A ideia de voltar aos muros já tinha surgido quando, no ano anterior, a Rússia invadiu a Crimeia e voltou a ser uma ameaça real para a Europa.
Depois veio a "instrumentalização dos fluxos de refugiados" idealizados pelo regime do Kremlin e aplicados pelos seus aliados na vizinhança da União Europeia.
Em 2023, em toda a Europa, da Finlândia à Grécia e da Ucrânia a França, existem 17 muros. Mais de 2.000 km de muralhas que representam 15,5% das fronteiras terrestres da Europa.
No final do século XX os muros fronteiriços representavam 1,7% da fronteira externa do continente.
A expansão da ideia tem sido rápida.
Há três anos, em outubro de 2021, a presidente da Comissão Europeia, Ursula von der Leyen, prometeu que o bloco não iria canalizar fundos europeus para a construção de muros, mas o presidente do Conselho Europeu, Charles Michel, admitiu "ser legalmente possível".
E tal como em novembro de 1989, uma pergunta simples como "é possível...?" abriu uma enxurrada que já não pode ser controlada.
Há 35 anos, isso levou à derrocada do muro que separa a Alemanha ocidental da Alemanha de leste. Em 2021 levou vários países a pedir fundos europeus para a construção de muros.
Um estudo publicado há quatro meses indica que o orçamento para a gestão de fronteiras e vistos na União Europeia aumentou 45% entre o período de 2014-20 e 2021-27 para cerca de 6,2 mil milhões de euros, espelho da "crescente ênfase da União Europeia em reforçar a gestão e o controlo das suas fronteiras".
Segundo a análise, os Estados têm gasto (ou planeiam fazê-lo) este orçamento em controlos mais sofisticados das suas fronteiras.
"A Estónia, a Grécia, a Hungria, a Itália, a Polónia, a Roménia e a Eslováquia estão a investir em novos veículos equipados com câmaras térmicas integradas, comunicação via satélite e sistemas de identificação por raio-x", enquanto na Lituânia, os recursos da UE permitirão "a aquisição de um detetor de busca fixo para pessoas escondidas em veículos", avançam as organizações responsáveis pelo estudo.

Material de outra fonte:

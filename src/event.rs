use crate::{CallId, Extension, PartyId};
use serde::{Deserialize, Serialize};

/// SignalingEvent represents the typed events delivered by the signaling
/// and presence transports to the orchestrator.
#[derive(Debug, Clone, Serialize, Deserialize)]
#[serde(tag = "type", rename_all = "snake_case")]
pub enum SignalingEvent {
    /// Externally-originated call arriving from the vendor transport
    InboundCall {
        phone_number_id: String,
        caller_number: String,
        vendor_call_id: String,
    },
    /// Destination answered the call
    Answered { call_id: CallId },
    /// Destination rejected the call
    Rejected { call_id: CallId },
    /// Vendor status callback for an externally-originated call
    StatusChanged { call_id: CallId, status: String },
    /// Either side hung up, or the vendor reported completion
    Completed { call_id: CallId },
    /// Party connected to the realtime transport with an extension
    PartyConnected {
        party: PartyId,
        extension: Extension,
    },
    /// Party disconnected from the realtime transport
    PartyDisconnected { party: PartyId },
}

/// Type alias for the event sender
pub type EventSender = tokio::sync::mpsc::UnboundedSender<SignalingEvent>;

/// Type alias for the event receiver
pub type EventReceiver = tokio::sync::mpsc::UnboundedReceiver<SignalingEvent>;
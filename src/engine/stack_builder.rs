// ==========================================
// BAF 罩退堆垛优化系统 - 堆垛引擎
// ==========================================
// 职责: 单个牌号组内反复贪心成垛,未成垛钢卷转待垛
// 红线: 首次适配降序 (first-fit-descending) 语义不可改动
// 红线: 纯函数 (组, 配置) → (堆垛列表, 待垛列表),无全局计数器
// ==========================================
// 算法（每一轮）:
// 1. 按排序顺序扫描未用钢卷
// 2. 卷数未满且加入后总宽/总重不超限则加入候选,否则跳过继续扫描
//    （跳过不中断扫描,更窄的后续卷仍可能装入剩余额度）
// 3. 扫描结束后候选 ≥ min_coils 则提交并标记已用,开始下一轮;
//    否则候选作废,本组结束
// 终止性: 每轮提交至少 min_coils 卷,轮数 ≤ ⌈组大小 / min_coils⌉
// ==========================================

use crate::config::StackingConfig;
use crate::domain::coil::{Coil, GradeGroup};
use crate::domain::stack::Stack;
use tracing::debug;

/// 单组堆垛结果
#[derive(Debug, Clone)]
pub struct GroupResult {
    /// 规范化牌号
    pub grade: String,

    /// 本组提交的堆垛（提交顺序）
    pub stacks: Vec<Stack>,

    /// 本组待垛钢卷（组内排序顺序）
    pub waiting: Vec<Coil>,
}

// ==========================================
// StackBuilder - 堆垛引擎
// ==========================================
pub struct StackBuilder;

impl StackBuilder {
    pub fn new() -> Self {
        Self
    }

    /// 对单个牌号组执行贪心堆垛
    ///
    /// # 返回
    /// 组结果: 提交的堆垛 + 待垛钢卷。组内每一卷恰好出现在
    /// 其中之一（完备且互斥）。卷数不足 min_coils 的组不报错,
    /// 产出零个堆垛,全部钢卷转待垛。
    pub fn build_group(&self, group: &GradeGroup, config: &StackingConfig) -> GroupResult {
        // 位置并行的已用标记,钢卷本体不移动
        let mut used = vec![false; group.coils.len()];
        let mut stacks = Vec::new();

        loop {
            let mut candidate = Stack::new(&group.grade);
            let mut picked: Vec<usize> = Vec::new();

            for (i, coil) in group.coils.iter().enumerate() {
                if used[i] {
                    continue;
                }
                if candidate.can_accept(coil, config) {
                    candidate.push(coil.clone());
                    picked.push(i);
                }
            }

            if candidate.coil_count() < config.min_coils {
                // 候选作废,不标记任何卷,本组结束
                break;
            }

            for &i in &picked {
                used[i] = true;
            }
            debug!(
                grade = %group.grade,
                coils = candidate.coil_count(),
                total_width_mm = candidate.total_width_mm,
                total_weight_t = candidate.total_weight_t,
                "提交堆垛"
            );
            stacks.push(candidate);
        }

        let waiting: Vec<Coil> = group
            .coils
            .iter()
            .zip(used.iter())
            .filter(|(_, &u)| !u)
            .map(|(coil, _)| coil.clone())
            .collect();

        debug!(
            grade = %group.grade,
            stacks = stacks.len(),
            waiting = waiting.len(),
            "牌号组堆垛完成"
        );

        GroupResult {
            grade: group.grade.clone(),
            stacks,
            waiting,
        }
    }
}

impl Default for StackBuilder {
    fn default() -> Self {
        Self::new()
    }
}
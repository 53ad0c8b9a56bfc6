// ==========================================
// BAF 罩退堆垛优化系统 - 配置错误类型
// ==========================================
// 工具: thiserror 派生宏
// ==========================================

use thiserror::Error;

/// 配置校验错误
#[derive(Error, Debug, Clone, PartialEq)]
pub enum ConfigError {
    // ===== 堆垛约束错误 =====
    #[error("约束值无效 (字段 {field}): 值 {value} 必须为正有限数")]
    InvalidLimit { field: String, value: f64 },

    #[error("卷数约束无效: min_coils={min_coils}, max_coils={max_coils}（要求 1 ≤ min ≤ max）")]
    InvalidCoilRange { min_coils: usize, max_coils: usize },

    // ===== 牌号映射错误 =====
    #[error("牌号映射包含空键或空值")]
    EmptyGradeEntry,

    #[error("牌号映射不幂等: 规范牌号 {canonical} 自身又是被映射的原始牌号")]
    NonIdempotentMapping { canonical: String },
}
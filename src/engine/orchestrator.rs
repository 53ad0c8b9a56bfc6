// ==========================================
// BAF 罩退堆垛优化系统 - 调度编排器
// ==========================================
// 职责: 串联 准备 → 堆垛(逐组) → 聚合 三段流水
// 红线: 数据严格单向流动,后段不回调前段
// 红线: 配置在构造时一次性校验,运行期不再出错
// ==========================================

use crate::config::{ConfigError, GradeMap, StackingConfig};
use crate::domain::coil::RawCoilRecord;
use crate::domain::report::StackingReport;
use crate::engine::aggregator::Aggregator;
use crate::engine::preparation::PreparationEngine;
use crate::engine::stack_builder::StackBuilder;
use tracing::instrument;

// ==========================================
// StackOptimizer - 调度编排器
// ==========================================
pub struct StackOptimizer {
    config: StackingConfig,
    grade_map: GradeMap,
    preparation: PreparationEngine,
    builder: StackBuilder,
    aggregator: Aggregator,
}

impl StackOptimizer {
    /// 以显式配置构造（构造时校验,运行期只读）
    pub fn new(config: StackingConfig, grade_map: GradeMap) -> Result<Self, ConfigError> {
        config.validate()?;
        grade_map.validate()?;
        Ok(Self {
            config,
            grade_map,
            preparation: PreparationEngine::new(),
            builder: StackBuilder::new(),
            aggregator: Aggregator::new(),
        })
    }

    /// 当前堆垛配置
    pub fn config(&self) -> &StackingConfig {
        &self.config
    }

    /// 执行一次完整批处理
    ///
    /// 单线程同步执行,任何输入（空表、全待垛、单卷）都产出
    /// 良定义的报告,无失败路径。
    #[instrument(skip(self, rows), fields(input_rows = rows.len()))]
    pub fn run(&self, rows: &[RawCoilRecord]) -> StackingReport {
        // 1. 准备: 清洗 + 规范化 + 分组排序
        let coils = self.preparation.clean_rows(rows, &self.grade_map);
        let total_input_coils = coils.len();
        let groups = self.preparation.group_by_grade(coils);

        // 2. 堆垛: 逐组贪心,"已用"记账仅组内可见
        let group_results = groups
            .iter()
            .map(|group| self.builder.build_group(group, &self.config))
            .collect();

        // 3. 聚合: 拼接 + 汇总统计
        self.aggregator
            .aggregate(total_input_coils, group_results, &self.config)
    }
}

impl Default for StackOptimizer {
    /// 产线默认约束 + 默认牌号映射（默认值恒有效,不经校验路径）
    fn default() -> Self {
        Self {
            config: StackingConfig::default(),
            grade_map: GradeMap::default(),
            preparation: PreparationEngine::new(),
            builder: StackBuilder::new(),
            aggregator: Aggregator::new(),
        }
    }
}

A Estónia, refere ainda, planeia gastar 2 milhões de euros em sistemas móveis de deteção remota para melhorar a vigilância nas áreas fronteiriças onde não é economicamente viável construir muros e a Polónia quer apostar em sistemas de deteção de luz em torres de observação, alarmes, dispositivos portáteis de visão térmica e noturna, câmaras de segurança ativadas por movimento nas fronteiras com a Rússia, a Bielorrússia e a Ucrânia.
Por seu lado, a Croácia, a Lituânia, a Espanha e também a Polónia adquiriram ou estão em vias de adquirir cães farejadores para auxiliar os guardas de fronteira nas patrulhas.